§ **Exercise**
Exact repetition of the data is the whole task.

---+---

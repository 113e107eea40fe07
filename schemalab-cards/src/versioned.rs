//! Generic working-draft-plus-snapshots versioning.
//!
//! An entity holds one mutable draft and an append-only list of immutable
//! snapshots numbered from 1. The pointer is either pinned to a snapshot or
//! set to the working draft.
//!
//! | From            | Operation              | To              | Dirty afterwards          |
//! |-----------------|------------------------|-----------------|---------------------------|
//! | any             | `edit`                 | unchanged       | draft ≠ pinned snapshot   |
//! | any             | `commit`               | `At(max + 1)`   | no                        |
//! | any             | `switch_to_version(v)` | `At(v)`         | no                        |
//! | any             | `switch_to_working`    | `Working`       | yes                       |
//! | any             | `revert_to_latest`     | `At(max)`       | no                        |

use chrono::{DateTime, Utc};
use schemalab_core::{CardId, LabError, LabResult};
use serde::{Deserialize, Serialize};
use std::fmt;

/// Which content the draft is pinned to.
#[derive(Debug, Clone, Copy, PartialEq, Eq, Hash, Serialize, Deserialize)]
#[serde(tag = "state", content = "version", rename_all = "snake_case")]
pub enum VersionPointer {
    /// Editing freely, not pinned to any snapshot.
    Working,
    /// Pinned to the snapshot with this version number.
    At(u32),
}

impl VersionPointer {
    /// The pinned version, if any.
    #[must_use]
    pub fn version(self) -> Option<u32> {
        match self {
            Self::Working => None,
            Self::At(v) => Some(v),
        }
    }
}

impl fmt::Display for VersionPointer {
    fn fmt(&self, f: &mut fmt::Formatter<'_>) -> fmt::Result {
        match self {
            Self::Working => f.write_str("working"),
            Self::At(v) => write!(f, "v{v}"),
        }
    }
}

/// Content a [`VersionedEntity`] can hold.
pub trait Draft: Clone + PartialEq {
    /// Whether `next` may replace this draft. Drafts with a variant fixed at
    /// creation refuse a `next` of another variant.
    fn admits(&self, next: &Self) -> bool {
        let _ = next;
        true
    }
}

impl Draft for String {}

/// An immutable, numbered copy of an entity's draft.
#[derive(Debug, Clone, PartialEq, Serialize, Deserialize)]
pub struct VersionSnapshot<T> {
    /// Version number, starting at 1.
    pub version: u32,
    /// Draft content at commit time.
    pub content: T,
    /// When the snapshot was taken.
    pub created_at: DateTime<Utc>,
}

/// A draft with version history.
#[derive(Debug, Clone, PartialEq, Serialize, Deserialize)]
pub struct VersionedEntity<T> {
    id: CardId,
    draft: T,
    versions: Vec<VersionSnapshot<T>>,
    current: VersionPointer,
}

impl<T: Draft> VersionedEntity<T> {
    /// Create an entity whose version 1 mirrors the initial draft.
    pub fn new(draft: T) -> Self {
        Self::with_id(CardId::new(), draft)
    }

    /// Create an entity with a specific id.
    pub fn with_id(id: impl Into<CardId>, draft: T) -> Self {
        let initial = VersionSnapshot {
            version: 1,
            content: draft.clone(),
            created_at: Utc::now(),
        };
        Self {
            id: id.into(),
            draft,
            versions: vec![initial],
            current: VersionPointer::At(1),
        }
    }

    /// Entity id.
    #[must_use]
    pub fn id(&self) -> &CardId {
        &self.id
    }

    /// The working draft.
    #[must_use]
    pub fn draft(&self) -> &T {
        &self.draft
    }

    /// Where the pointer is.
    #[must_use]
    pub fn current(&self) -> VersionPointer {
        self.current
    }

    /// The pinned version, `None` when working.
    #[must_use]
    pub fn current_version(&self) -> Option<u32> {
        self.current.version()
    }

    /// All snapshots, oldest first.
    #[must_use]
    pub fn versions(&self) -> &[VersionSnapshot<T>] {
        &self.versions
    }

    /// A snapshot by number.
    #[must_use]
    pub fn version(&self, version: u32) -> Option<&VersionSnapshot<T>> {
        self.versions.iter().find(|s| s.version == version)
    }

    /// Highest version number, 0 when there are no snapshots.
    #[must_use]
    pub fn latest_version(&self) -> u32 {
        self.versions.iter().map(|s| s.version).max().unwrap_or(0)
    }

    /// Whether the draft differs from what the pointer refers to. Always true
    /// when working or when the pinned snapshot is missing.
    #[must_use]
    pub fn has_unsaved_changes(&self) -> bool {
        match self.current {
            VersionPointer::Working => true,
            VersionPointer::At(v) => self.version(v).map_or(true, |s| s.content != self.draft),
        }
    }

    /// Mutate the draft. Stored snapshots are never touched and the pointer
    /// does not move.
    ///
    /// # Errors
    ///
    /// [`LabError::DraftVariantChanged`] if the edited draft is not admitted;
    /// the draft is left as it was.
    pub fn edit<R>(&mut self, f: impl FnOnce(&mut T) -> R) -> LabResult<R> {
        let mut next = self.draft.clone();
        let out = f(&mut next);
        self.replace_draft(next)?;
        Ok(out)
    }

    /// Replace the draft wholesale.
    ///
    /// # Errors
    ///
    /// [`LabError::DraftVariantChanged`] if the draft does not admit `draft`.
    pub fn replace_draft(&mut self, draft: T) -> LabResult<()> {
        if !self.draft.admits(&draft) {
            return Err(LabError::draft_variant_changed(&self.id));
        }
        self.draft = draft;
        Ok(())
    }

    /// Mutate the draft in place. Only for edits that keep the variant.
    pub(crate) fn modify<R>(&mut self, f: impl FnOnce(&mut T) -> R) -> R {
        f(&mut self.draft)
    }

    /// Snapshot the draft as `latest + 1` and pin to it.
    pub fn commit(&mut self) -> u32 {
        let version = self.latest_version() + 1;
        self.versions.push(VersionSnapshot {
            version,
            content: self.draft.clone(),
            created_at: Utc::now(),
        });
        self.current = VersionPointer::At(version);
        tracing::debug!(target: "schemalab::cards", card = %self.id, version, "committed version");
        version
    }

    /// Load snapshot `version` into the draft, discarding uncommitted edits.
    ///
    /// # Errors
    ///
    /// [`LabError::VersionNotFound`] when there is no such snapshot.
    pub fn switch_to_version(&mut self, version: u32) -> LabResult<()> {
        let content = self
            .version(version)
            .map(|s| s.content.clone())
            .ok_or_else(|| LabError::version_not_found(&self.id, version))?;
        self.draft = content;
        self.current = VersionPointer::At(version);
        Ok(())
    }

    /// Unpin from any snapshot, keeping the draft as is.
    pub fn switch_to_working(&mut self) {
        self.current = VersionPointer::Working;
    }

    /// Load the newest snapshot. Returns its number.
    ///
    /// # Errors
    ///
    /// [`LabError::VersionNotFound`] when there are no snapshots at all.
    pub fn revert_to_latest(&mut self) -> LabResult<u32> {
        let latest = self.latest_version();
        self.switch_to_version(latest)?;
        Ok(latest)
    }

    /// Commit when dirty, otherwise reuse the pinned version. Either way the
    /// returned number names a snapshot equal to the current draft.
    pub fn commit_or_reuse(&mut self) -> u32 {
        match self.current {
            VersionPointer::At(v) if !self.has_unsaved_changes() => v,
            _ => self.commit(),
        }
    }
}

---+---

§ **Written solution**
repository 113e107eea40fe07
filename schemalab-cards/src/versioned.rs
//! Generic working-draft-plus-snapshots versioning.
//!
//! An entity holds one mutable draft and an append-only list of immutable
//! snapshots numbered from 1. The pointer is either pinned to a snapshot or
//! set to the working draft.
//!
//! | From            | Operation              | To              | Dirty afterwards          |
//! |-----------------|------------------------|-----------------|---------------------------|
//! | any             | `edit`                 | unchanged       | draft ≠ pinned snapshot   |
//! | any             | `commit`               | `At(max + 1)`   | no                        |
//! | any             | `switch_to_version(v)` | `At(v)`         | no                        |
//! | any             | `switch_to_working`    | `Working`       | yes                       |
//! | any             | `revert_to_latest`     | `At(max)`       | no                        |

use chrono::{DateTime, Utc};
use schemalab_core::{CardId, LabError, LabResult};
use serde::{Deserialize, Serialize};
use std::fmt;

/// Which content the draft is pinned to.
#[derive(Debug, Clone, Copy, PartialEq, Eq, Hash, Serialize, Deserialize)]
#[serde(tag = "state", content = "version", rename_all = "snake_case")]
pub enum VersionPointer {
    /// Editing freely, not pinned to any snapshot.
    Working,
    /// Pinned to the snapshot with this version number.
    At(u32),
}

impl VersionPointer {
    /// The pinned version, if any.
    #[must_use]
    pub fn version(self) -> Option<u32> {
        match self {
            Self::Working => None,
            Self::At(v) => Some(v),
        }
    }
}

impl fmt::Display for VersionPointer {
    fn fmt(&self, f: &mut fmt::Formatter<'_>) -> fmt::Result {
        match self {
            Self::Working => f.write_str("working"),
            Self::At(v) => write!(f, "v{v}"),
        }
    }
}

/// Content a [`VersionedEntity`] can hold.
pub trait Draft: Clone + PartialEq {
    /// Whether `next` may replace this draft. Drafts with a variant fixed at
    /// creation refuse a `next` of another variant.
    fn admits(&self, next: &Self) -> bool {
        let _ = next;
        true
    }
}

impl Draft for String {}

/// An immutable, numbered copy of an entity's draft.
#[derive(Debug, Clone, PartialEq, Serialize, Deserialize)]
pub struct VersionSnapshot<T> {
    /// Version number, starting at 1.
    pub version: u32,
    /// Draft content at commit time.
    pub content: T,
    /// When the snapshot was taken.
    pub created_at: DateTime<Utc>,
}

/// A draft with version history.
#[derive(Debug, Clone, PartialEq, Serialize, Deserialize)]
pub struct VersionedEntity<T> {
    id: CardId,
    draft: T,
    versions: Vec<VersionSnapshot<T>>,
    current: VersionPointer,
}

impl<T: Draft> VersionedEntity<T> {
    /// Create an entity whose version 1 mirrors the initial draft.
    pub fn new(draft: T) -> Self {
        Self::with_id(CardId::new(), draft)
    }

    /// Create an entity with a specific id.
    pub fn with_id(id: impl Into<CardId>, draft: T) -> Self {
        let initial = VersionSnapshot {
            version: 1,
            content: draft.clone(),
            created_at: Utc::now(),
        };
        Self {
            id: id.into(),
            draft,
            versions: vec![initial],
            current: VersionPointer::At(1),
        }
    }

    /// Entity id.
    #[must_use]
    pub fn id(&self) -> &CardId {
        &self.id
    }

    /// The working draft.
    #[must_use]
    pub fn draft(&self) -> &T {
        &self.draft
    }

    /// Where the pointer is.
    #[must_use]
    pub fn current(&self) -> VersionPointer {
        self.current
    }

    /// The pinned version, `None` when working.
    #[must_use]
    pub fn current_version(&self) -> Option<u32> {
        self.current.version()
    }

    /// All snapshots, oldest first.
    #[must_use]
    pub fn versions(&self) -> &[VersionSnapshot<T>] {
        &self.versions
    }

    /// A snapshot by number.
    #[must_use]
    pub fn version(&self, version: u32) -> Option<&VersionSnapshot<T>> {
        self.versions.iter().find(|s| s.version == version)
    }

    /// Highest version number, 0 when there are no snapshots.
    #[must_use]
    pub fn latest_version(&self) -> u32 {
        self.versions.iter().map(|s| s.version).max().unwrap_or(0)
    }

    /// Whether the draft differs from what the pointer refers to. Always true
    /// when working or when the pinned snapshot is missing.
    #[must_use]
    pub fn has_unsaved_changes(&self) -> bool {
        match self.current {
            VersionPointer::Working => true,
            VersionPointer::At(v) => self.version(v).map_or(true, |s| s.content != self.draft),
        }
    }

    /// Mutate the draft. Stored snapshots are never touched and the pointer
    /// does not move.
    ///
    /// # Errors
    ///
    /// [`LabError::DraftVariantChanged`] if the edited draft is not admitted;
    /// the draft is left as it was.
    pub fn edit<R>(&mut self, f: impl FnOnce(&mut T) -> R) -> LabResult<R> {
        let mut next = self.draft.clone();
        let out = f(&mut next);
        self.replace_draft(next)?;
        Ok(out)
    }

    /// Replace the draft wholesale.
    ///
    /// # Errors
    ///
    /// [`LabError::DraftVariantChanged`] if the draft does not admit `draft`.
    pub fn replace_draft(&mut self, draft: T) -> LabResult<()> {
        if !self.draft.admits(&draft) {
            return Err(LabError::draft_variant_changed(&self.id));
        }
        self.draft = draft;
        Ok(())
    }

    /// Mutate the draft in place. Only for edits that keep the variant.
    pub(crate) fn modify<R>(&mut self, f: impl FnOnce(&mut T) -> R) -> R {
        f(&mut self.draft)
    }

    /// Snapshot the draft as `latest + 1` and pin to it.
    pub fn commit(&mut self) -> u32 {
        let version = self.latest_version() + 1;
        self.versions.push(VersionSnapshot {
            version,
            content: self.draft.clone(),
            created_at: Utc::now(),
        });
        self.current = VersionPointer::At(version);
        tracing::debug!(target: "schemalab::cards", card = %self.id, version, "committed version");
        version
    }

    /// Load snapshot `version` into the draft, discarding uncommitted edits.
    ///
    /// # Errors
    ///
    /// [`LabError::VersionNotFound`] when there is no such snapshot.
    pub fn switch_to_version(&mut self, version: u32) -> LabResult<()> {
        let content = self
            .version(version)
            .map(|s| s.content.clone())
            .ok_or_else(|| LabError::version_not_found(&self.id, version))?;
        self.draft = content;
        self.current = VersionPointer::At(version);
        Ok(())
    }

    /// Unpin from any snapshot, keeping the draft as is.
    pub fn switch_to_working(&mut self) {
        self.current = VersionPointer::Working;
    }

    /// Load the newest snapshot. Returns its number.
    ///
    /// # Errors
    ///
    /// [`LabError::VersionNotFound`] when there are no snapshots at all.
    pub fn revert_to_latest(&mut self) -> LabResult<u32> {
        let latest = self.latest_version();
        self.switch_to_version(latest)?;
        Ok(latest)
    }

    /// Commit when dirty, otherwise reuse the pinned version. Either way the
    /// returned number names a snapshot equal to the current draft.
    pub fn commit_or_reuse(&mut self) -> u32 {
        match self.current {
            VersionPointer::At(v) if !self.has_unsaved_changes() => v,
            _ => self.commit(),
        }
    }
}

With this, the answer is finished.